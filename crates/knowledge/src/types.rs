//! Corpus domain types.

use chrono::{DateTime, Utc};
use serde::{Deserialize, Serialize};
use std::path::PathBuf;

/// A chunk returned by similarity search. Lives for one retrieval call.
#[derive(Debug, Clone, PartialEq, Serialize, Deserialize)]
pub struct RetrievedChunk {
    /// Chunk text
    pub text: String,

    /// Path of the source document, relative to the ingestion root
    pub source_path: String,

    /// Cosine similarity to the query embedding
    pub score: f32,
}

/// A document listed in the corpus.
#[derive(Debug, Clone, PartialEq, Serialize, Deserialize)]
pub struct DocumentEntry {
    /// Path relative to the ingestion root
    pub relative_path: String,

    /// Size of the extracted text in bytes
    pub size_bytes: u64,

    /// Number of chunks indexed for this document
    pub chunk_count: u32,

    /// When the document was (re)ingested
    pub ingested_at: DateTime<Utc>,
}

/// A stored chunk before embedding.
#[derive(Debug, Clone)]
pub struct ChunkCandidate {
    /// Position within the document
    pub position: u32,

    /// Chunk text
    pub text: String,
}

/// Options for an ingestion run.
#[derive(Debug, Clone)]
pub struct IngestOptions {
    /// Files or directories to ingest
    pub paths: Vec<PathBuf>,

    /// Root that document keys are relative to (the workspace for the CLI)
    pub root: PathBuf,

    /// Characters per chunk
    pub chunk_size: usize,

    /// Characters shared between consecutive chunks
    pub chunk_overlap: usize,

    /// Texts per embedding request
    pub batch_size: usize,
}

/// Statistics from an ingestion run.
#[derive(Debug, Clone, Default, PartialEq, Serialize, Deserialize)]
pub struct IngestStats {
    /// Documents (re)indexed
    pub documents: u32,

    /// Documents skipped because their content was unchanged
    pub skipped: u32,

    /// Chunks written
    pub chunks: u32,

    /// Bytes of extracted text processed
    pub bytes: u64,

    /// Wall-clock duration
    pub duration_secs: f64,
}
+ + +
Return each line of the data where the word "DateTime" appears.

use chrono::{DateTime, Utc};
    pub ingested_at: DateTime<Utc>,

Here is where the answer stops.